Last year, the Houston Democrat successfully pushed legislation for Texas prisoners to be tested for HIV before they are released. (While there is no mandatory HIV testing upon entry, TDCJ officials say about 80 percent agree to be tested.)

Ellis says he considered adding condom distribution to his proposal. "But I was afraid it would kill the bill," he says from his Houston office. He's clear in saying he doesn't want TDCJ to encourage or condone sex among inmates. "But I think that, in the year of our Lord 2006, they ought to be willing to accept reality."

Department spokeswoman Michelle Lyons says TDCJ is not ignoring the issue, but is addressing HIV in ways that don't violate the no-sex policy, chiefly via the Wall Talk program. She also cites concerns shared by other prison authorities: Condoms can be used to smuggle contraband like drugs, and can also be used in the popular prisoner pastime of "chunking" -- throwing urine and feces on guards.

But for Kelly McCann, head of AIDS Foundation Houston, the public health threat is just too great.
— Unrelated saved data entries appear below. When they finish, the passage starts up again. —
//! Shared types for routing requests across text-generation providers.

use serde::{Deserialize, Serialize, Serializer};
use std::fmt;
use std::str::FromStr;
use thiserror::Error;

/// One of the external text-generation services the router knows about.
///
/// The set is closed: adding a provider means adding a variant here and an
/// adapter in `switchboard-runtime`.
#[derive(Debug, Clone, Copy, PartialEq, Eq, PartialOrd, Ord, Hash, Serialize, Deserialize)]
#[serde(rename_all = "lowercase")]
pub enum ProviderId {
    /// OpenAI chat completions
    OpenAi,
    /// Anthropic messages API
    Anthropic,
    /// Google Gemini generateContent
    Google,
    /// Hugging Face hosted inference (free tier, no key required)
    HuggingFace,
}

impl ProviderId {
    /// Every provider, in declaration order.
    pub const ALL: [ProviderId; 4] = [
        ProviderId::OpenAi,
        ProviderId::Anthropic,
        ProviderId::Google,
        ProviderId::HuggingFace,
    ];

    /// Stable lowercase identifier, used in logs, config keys and responses.
    pub fn as_str(&self) -> &'static str {
        match self {
            ProviderId::OpenAi => "openai",
            ProviderId::Anthropic => "anthropic",
            ProviderId::Google => "google",
            ProviderId::HuggingFace => "huggingface",
        }
    }

    /// Static confidence attached to every response from this provider.
    ///
    /// These are configuration constants, not measurements.
    pub fn default_confidence(&self) -> f64 {
        match self {
            ProviderId::OpenAi => 0.9,
            ProviderId::Anthropic => 0.95,
            ProviderId::Google => 0.85,
            ProviderId::HuggingFace => 0.7,
        }
    }

    /// Model requested when configuration does not name one.
    pub fn default_model(&self) -> &'static str {
        match self {
            ProviderId::OpenAi => "gpt-3.5-turbo",
            ProviderId::Anthropic => "claude-3-sonnet-20240229",
            ProviderId::Google => "gemini-pro",
            ProviderId::HuggingFace => "microsoft/DialoGPT-large",
        }
    }

    /// Environment variable holding this provider's API key.
    pub fn credential_env(&self) -> &'static str {
        match self {
            ProviderId::OpenAi => "OPENAI_API_KEY",
            ProviderId::Anthropic => "ANTHROPIC_API_KEY",
            ProviderId::Google => "GOOGLE_API_KEY",
            ProviderId::HuggingFace => "HUGGINGFACE_API_KEY",
        }
    }

    /// Whether the provider is left out of the registry when no key is set.
    pub fn requires_credential(&self) -> bool {
        !matches!(self, ProviderId::HuggingFace)
    }
}

impl fmt::Display for ProviderId {
    fn fmt(&self, f: &mut fmt::Formatter<'_>) -> fmt::Result {
        f.write_str(self.as_str())
    }
}

/// Error returned when a provider name is not recognized.
#[derive(Error, Debug, Clone, PartialEq, Eq)]
#[error("unknown provider '{0}' (expected one of: openai, anthropic, google, huggingface)")]
pub struct UnknownProvider(pub String);

impl FromStr for ProviderId {
    type Err = UnknownProvider;

    fn from_str(s: &str) -> Result<Self, Self::Err> {
        match s.trim().to_ascii_lowercase().as_str() {
            "openai" => Ok(ProviderId::OpenAi),
            "anthropic" => Ok(ProviderId::Anthropic),
            "google" => Ok(ProviderId::Google),
            "huggingface" => Ok(ProviderId::HuggingFace),
            _ => Err(UnknownProvider(s.to_string())),
        }
    }
}

/// Who produced a [`GenerationResponse`].
#[derive(Debug, Clone, Copy, PartialEq, Eq)]
pub enum ResponseSource {
    /// A provider adapter returned usable content
    Provider(ProviderId),
    /// Every candidate failed; the canned responder answered
    Fallback,
}

impl ResponseSource {
    /// The provider, if a real provider answered.
    pub fn provider(&self) -> Option<ProviderId> {
        match self {
            ResponseSource::Provider(id) => Some(*id),
            ResponseSource::Fallback => None,
        }
    }

    pub fn is_fallback(&self) -> bool {
        matches!(self, ResponseSource::Fallback)
    }
}

impl fmt::Display for ResponseSource {
    fn fmt(&self, f: &mut fmt::Formatter<'_>) -> fmt::Result {
        match self {
            ResponseSource::Provider(id) => f.write_str(id.as_str()),
            ResponseSource::Fallback => f.write_str("fallback"),
        }
    }
}

impl Serialize for ResponseSource {
    fn serialize<S: Serializer>(&self, serializer: S) -> Result<S::Ok, S::Error> {
        serializer.collect_str(self)
    }
}

/// A single routing request.
#[derive(Debug, Clone, PartialEq, Eq)]
pub struct GenerationRequest {
    /// The user's message, already checked to be non-blank by the caller
    pub message: String,

    /// Domain tag selecting the prompt template and fallback text
    pub domain_tag: String,

    /// Provider to try first, if registered
    pub preferred: Option<ProviderId>,
}

impl GenerationRequest {
    pub fn new(message: impl Into<String>, domain_tag: impl Into<String>) -> Self {
        Self {
            message: message.into(),
            domain_tag: domain_tag.into(),
            preferred: None,
        }
    }

    /// Set the preferred provider.
    pub fn prefer(mut self, provider: ProviderId) -> Self {
        self.preferred = Some(provider);
        self
    }
}

/// Normalized result of one generation, from a provider or the fallback responder.
#[derive(Debug, Clone, PartialEq, Serialize)]
pub struct GenerationResponse {
    /// Generated (or canned) text
    pub content: String,

    /// Provider that answered, or `fallback`
    #[serde(rename = "provider")]
    pub source: ResponseSource,

    /// Model name reported for this response
    pub model: String,

    /// Provider-reported token count, or an estimate of content character count / 4
    pub tokens_used: u32,

    /// Wall-clock duration of the provider call
    pub elapsed_secs: f64,

    /// Static per-provider quality constant (0.0 - 1.0)
    pub confidence: f64,
}

impl GenerationResponse {
    /// Whether the content carries anything other than whitespace.
    pub fn has_content(&self) -> bool {
        !self.content.trim().is_empty()
    }
}

/// Rough token estimate: ~4 characters per token.
pub fn estimate_tokens(text: &str) -> u32 {
    u32::try_from(text.chars().count() / 4).unwrap_or(u32::MAX)
}
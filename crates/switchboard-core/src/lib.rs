//! # switchboard-core
//!
//! Deterministic building blocks for routing a request across
//! text-generation providers.
//!
//! This crate never makes network calls. It owns:
//! - Provider identities and the global fallback order
//! - Try-order planning for a single request
//! - Domain prompt templates
//! - Canned fallback responses used when every provider fails
//!
//! The adapters and the router that drive these live in
//! `switchboard-runtime`.
//!
//! ## Example
//!
//! ```rust
//! use switchboard_core::{build_prompt, fallback_response, FallbackOrder, ProviderId};
//!
//! let prompt = build_prompt("2+2", "math");
//! assert!(prompt.contains("Problem: 2+2"));
//!
//! let plan = FallbackOrder::default()
//!     .try_order(Some(ProviderId::Google), |id| id != ProviderId::OpenAi);
//! assert_eq!(plan[0], ProviderId::Google);
//!
//! let canned = fallback_response("2+2", "math", None);
//! assert_eq!(canned.source.to_string(), "fallback");
//! ```

pub mod domain;
pub mod fallback;
pub mod order;
pub mod prompt;
pub mod types;

// Re-export main types at crate root
pub use domain::Domain;
pub use fallback::{fallback_response, fallback_text, FALLBACK_CONFIDENCE, FALLBACK_MODEL};
pub use order::FallbackOrder;
pub use prompt::{build_prompt, template_for, PromptTemplate, SYSTEM_INSTRUCTION};
pub use types::{
    estimate_tokens, GenerationRequest, GenerationResponse, ProviderId, ResponseSource,
    UnknownProvider,
};
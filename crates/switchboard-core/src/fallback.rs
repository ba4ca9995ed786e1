//! Canned responses used when every provider has failed.
//!
//! The text depends only on the message and the domain. The upstream error
//! is logged and otherwise ignored, so a caller sees the same fallback text
//! no matter which provider broke or how.

use std::error::Error;

use crate::domain::Domain;
use crate::types::{GenerationResponse, ResponseSource};

/// Model name reported on fallback responses.
pub const FALLBACK_MODEL: &str = "intelligent_fallback";

/// Confidence reported on fallback responses.
pub const FALLBACK_CONFIDENCE: f64 = 0.6;

/// Nominal elapsed time reported on fallback responses.
pub const FALLBACK_ELAPSED_SECS: f64 = 0.1;

/// Canned text for a domain with the message quoted inside it.
pub fn fallback_text(message: &str, domain: Domain) -> String {
    match domain {
        Domain::Math => format!(
            "I understand your math question \"{message}\". I can't give a full worked answer right now, \
             but try breaking the problem into smaller steps, looking up the relevant formulas, \
             or using a math tool to help."
        ),
        Domain::Programming => format!(
            "About your programming question \"{message}\": I suggest checking the official documentation, \
             searching for related code examples, or asking in a developer community."
        ),
        Domain::Writing => format!(
            "For your writing request \"{message}\": start with an outline, gather your material, \
             and study strong examples of the form to sharpen your piece."
        ),
        Domain::Dialogue => format!(
            "\"{message}\" is a topic well worth discussing in depth. Try looking at it from several \
             angles, and feel free to continue the conversation."
        ),
        Domain::Mun => format!(
            "On the international issue \"{message}\", research the relevant provisions of international law, \
             each country's official position, and historical precedent to build a complete analysis."
        ),
        Domain::General => format!(
            "Thank you for your question \"{message}\". We're having some technical difficulties at the \
             moment, but we're working to serve you better."
        ),
    }
}

/// Build the response returned when the router runs out of candidates.
///
/// `last_error` is recorded in the log only.
pub fn fallback_response(
    message: &str,
    domain_tag: &str,
    last_error: Option<&dyn Error>,
) -> GenerationResponse {
    let domain = Domain::from_tag(domain_tag);

    match last_error {
        Some(error) => tracing::warn!(
            domain = %domain,
            last_error = %error,
            "All providers failed, serving fallback response"
        ),
        None => tracing::warn!(
            domain = %domain,
            "No provider produced content, serving fallback response"
        ),
    }

    GenerationResponse {
        content: fallback_text(message, domain),
        source: ResponseSource::Fallback,
        model: FALLBACK_MODEL.to_string(),
        tokens_used: 0,
        elapsed_secs: FALLBACK_ELAPSED_SECS,
        confidence: FALLBACK_CONFIDENCE,
    }
}
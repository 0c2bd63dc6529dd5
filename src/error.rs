//! Error taxonomy for accelerator-table parsing.
//!
//! The end-of-list "sentinel" condition described in the design notes is
//! deliberately not a variant here: `NameIndex::get_entry` and abbreviation
//! parsing surface it as `Ok(None)`, never as an `Err`.

/// Everything that can go wrong while parsing an Apple or DWARF v5
/// accelerator table.
#[derive(Debug, thiserror::Error)]
pub enum Error {
    /// A bounds check failed while reading a header, atom list,
    /// augmentation, abbreviations region, or entry.
    #[error("{0}")]
    Truncation(String),

    /// The abbreviation table was not terminated before `entries_base`, or
    /// contained a duplicate abbreviation code.
    #[error("{0}")]
    MalformedAbbrev(String),

    /// An entry referenced an abbreviation code absent from the unit's
    /// abbreviation set.
    #[error("Invalid abbreviation code {0}")]
    InvalidAbbrev(u64),

    /// The form-value decoder refused a byte pattern.
    #[error("Error extracting index attribute values: {0}")]
    FormExtractFailure(String),
}

/// Crate-wide result alias.
pub type Result<T> = core::result::Result<T, Error>;
//! Bounds-checked, cursor-based reading over a borrowed byte blob.
//!
//! An [`Extractor`] never owns the bytes it reads and never mutates its own
//! cursor — cursors are plain `u32` values threaded through by the caller.
//! Every read either succeeds and advances the caller's cursor, or fails and
//! leaves it untouched.

use crate::error::{Error, Result};
use std::collections::HashMap;

/// An immutable side table of relocations, keyed by the byte offset of the
/// word they patch.
#[derive(Debug, Default, Clone)]
pub struct Relocations {
    entries: HashMap<u32, u32>,
}

impl Relocations {
    /// An empty relocation table — every `read_relocated_u32` behaves like a
    /// plain `read_u32`.
    pub fn empty() -> Self {
        Self { entries: HashMap::new() }
    }

    /// Build a relocation table from `(offset, value)` pairs.
    pub fn from_entries(entries: impl IntoIterator<Item = (u32, u32)>) -> Self {
        Self { entries: entries.into_iter().collect() }
    }

    /// The relocated value registered at `offset`, if any.
    pub fn get(&self, offset: u32) -> Option<u32> {
        self.entries.get(&offset).copied()
    }
}

/// A process-wide empty relocation table, shared by extractors built over
/// data that is never relocated (string sections, standalone test blobs).
pub fn empty_relocations() -> &'static Relocations {
    static EMPTY: std::sync::OnceLock<Relocations> = std::sync::OnceLock::new();
    EMPTY.get_or_init(Relocations::empty)
}

/// A bounds-checked reader over a borrowed byte slice, aware of a borrowed
/// relocation table and a fixed endianness.
///
/// `Copy`/`Clone` because every field is a shared reference or a plain flag;
/// parsed structures that need their own extractor (each DWARF v5 unit, for
/// instance) can simply hold a copy instead of fighting self-referential
/// lifetimes.
#[derive(Debug, Clone, Copy)]
pub struct Extractor<'a> {
    data: &'a [u8],
    relocations: &'a Relocations,
    little_endian: bool,
}

impl<'a> Extractor<'a> {
    /// Wrap `data`, consulting `relocations` for relocated word reads.
    pub fn new(data: &'a [u8], relocations: &'a Relocations, little_endian: bool) -> Self {
        Self { data, relocations, little_endian }
    }

    /// The length of the underlying blob.
    pub fn len(&self) -> u32 {
        self.data.len() as u32
    }

    pub fn is_empty(&self) -> bool {
        self.data.is_empty()
    }

    /// Whether `offset` is a valid (inclusive) position within the blob —
    /// i.e. a read of zero bytes starting there would not go out of bounds.
    pub fn is_valid_offset(&self, offset: u32) -> bool {
        offset <= self.len()
    }

    /// Whether a read of `size` bytes starting at `offset` stays within the
    /// blob, without actually performing the read.
    pub fn is_valid_range(&self, offset: u32, size: u32) -> bool {
        match offset.checked_add(size) {
            Some(end) => end <= self.len(),
            None => false,
        }
    }

    fn bytes_at(&self, offset: u32, size: u32) -> Result<&'a [u8]> {
        if !self.is_valid_range(offset, size) {
            return Err(Error::Truncation(format!(
                "read of {size} bytes at offset {offset} exceeds section of {} bytes",
                self.len()
            )));
        }
        Ok(&self.data[offset as usize..(offset + size) as usize])
    }

    /// Read one byte, advancing `cursor`.
    pub fn read_u8(&self, cursor: &mut u32) -> Result<u8> {
        let bytes = self.bytes_at(*cursor, 1)?;
        *cursor += 1;
        Ok(bytes[0])
    }

    /// Read a little- or big-endian (per construction) `u16`, advancing
    /// `cursor`.
    pub fn read_u16(&self, cursor: &mut u32) -> Result<u16> {
        let bytes = self.bytes_at(*cursor, 2)?;
        let array: [u8; 2] = bytes.try_into().expect("bytes_at returned 2 bytes");
        *cursor += 2;
        Ok(if self.little_endian {
            u16::from_le_bytes(array)
        } else {
            u16::from_be_bytes(array)
        })
    }

    /// Read a `u32`, advancing `cursor`. Does not consult relocations — use
    /// [`Extractor::read_relocated_u32`] for offsets that may be patched.
    pub fn read_u32(&self, cursor: &mut u32) -> Result<u32> {
        let bytes = self.bytes_at(*cursor, 4)?;
        let array: [u8; 4] = bytes.try_into().expect("bytes_at returned 4 bytes");
        *cursor += 4;
        Ok(if self.little_endian {
            u32::from_le_bytes(array)
        } else {
            u32::from_be_bytes(array)
        })
    }

    /// Read a `u64`, advancing `cursor`.
    pub fn read_u64(&self, cursor: &mut u32) -> Result<u64> {
        let bytes = self.bytes_at(*cursor, 8)?;
        let array: [u8; 8] = bytes.try_into().expect("bytes_at returned 8 bytes");
        *cursor += 8;
        Ok(if self.little_endian {
            u64::from_le_bytes(array)
        } else {
            u64::from_be_bytes(array)
        })
    }

    /// Read a `u32`, substituting any relocation registered at the
    /// *pre-read* cursor position.
    pub fn read_relocated_u32(&self, cursor: &mut u32) -> Result<u32> {
        let site = *cursor;
        let raw = self.read_u32(cursor)?;
        Ok(self.relocations.get(site).unwrap_or(raw))
    }

    /// Decode a ULEB128-encoded unsigned integer, advancing `cursor` by the
    /// number of bytes consumed.
    pub fn read_uleb128(&self, cursor: &mut u32) -> Result<u64> {
        crate::leb128::read_uleb128(self, cursor)
    }

    /// Decode a SLEB128-encoded signed integer, advancing `cursor` by the
    /// number of bytes consumed.
    pub fn read_sleb128(&self, cursor: &mut u32) -> Result<i64> {
        crate::leb128::read_sleb128(self, cursor)
    }

    /// Read `size` raw bytes starting at `cursor`, advancing it.
    pub fn read_bytes(&self, cursor: &mut u32, size: u32) -> Result<&'a [u8]> {
        let bytes = self.bytes_at(*cursor, size)?;
        *cursor += size;
        Ok(bytes)
    }

    /// Read a NUL-terminated string starting at `offset` (does not advance
    /// any cursor — used for string-section lookups by absolute offset).
    pub fn read_cstr_at(&self, offset: u32) -> Result<&'a str> {
        if !self.is_valid_offset(offset) {
            return Err(Error::Truncation(format!(
                "string offset {offset} exceeds section of {} bytes",
                self.len()
            )));
        }
        let start = offset as usize;
        let rest = &self.data[start..];
        let nul = rest.iter().position(|&b| b == 0).ok_or_else(|| {
            Error::Truncation(format!("unterminated string at offset {offset}"))
        })?;
        std::str::from_utf8(&rest[..nul])
            .map_err(|e| Error::Truncation(format!("invalid utf8 string at offset {offset}: {e}")))
    }
}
"We have to acknowledge that it is not a good public health practice to prohibit condoms and bleach," she says. "Now, on the other hand, we have to realize that the prison system is not in the business of public health as much as they are in the business of security...But I have to say, with this particular disease, if we're ever going to make a dent in it -- whether we're talking free world or prison -- we've got to address safer sex."

If Daniel Harris did indeed contract HIV in prison, he's the exception to the rule.

There are probably harder things to measure than the transmission of HIV behind bars, like, say, proving the existence of God.

For all the years that researchers have studied HIV-positive prisoners, the research is largely considered to be flawed, outdated or both.

But a Centers for Disease Control and Prevention study released in April has come the closest to achieving consensus in the field. The study, which tracked HIV transmission among male prisoners in the Georgia prison system from 1992 to 2005, concluded that 91 percent of the inmates studied had HIV before they went to prison.

The HIV-positive inmates were 13 times as likely to have been tattooed in prison and ten times as likely to have had sex with another inmate.

Other findings included:

¥ 72 percent of prisoners reporting sexual encounters said the sex was consensual

¥ 30 percent of those inmates reported using makeshift condoms (rubber gloves or plastic wrap)

The study also looked for characteristics associated with HIV-positive inmates, as follows: inmates who engaged in homosexual activity; inmates who were tattooed in prison; a body-mass index of 25.4 or lower; and black inmates.

The CDC recommended implementing an educational program but stopped short of endorsing condom distribution.

"Providing condoms to sexually active persons is an integral part of HIV prevention...outside prisons," the study stated. "A recent survey in [a Washington, D.C. jail] reported that condom distribution was acceptable to most inmates and correctional officers...Departments of corrections without condom distribution programs should assess relevant state laws, policies and circumstances to determine the feasibility and benefits and risks of implementing such programs."

Regardless of how many offenders contract HIV while in prison, researcher Theodore Hammett says prisons need to provide all preventive measures possible.

As part of Abt Associates, a Massachusetts-based consulting firm, Hammett has conducted HIV research for the National Institute of Justice and the CDC. In 1997, he was part of a panel commissioned to review TDCJ's HIV policies and recommend improvements.

"Certainly there is nonconsensual sex going on in prison," Hammett says from Cambridge, "but there's also a lot of consensual sex that goes on in prison. And in those instances, [inmates] may well be more likely to use a condom."

Hammett says political pressure is one of the main obstacles. Prison officials don't want anyone thinking they can't enforce a zero-tolerance policy; distributing condoms would admit defeat.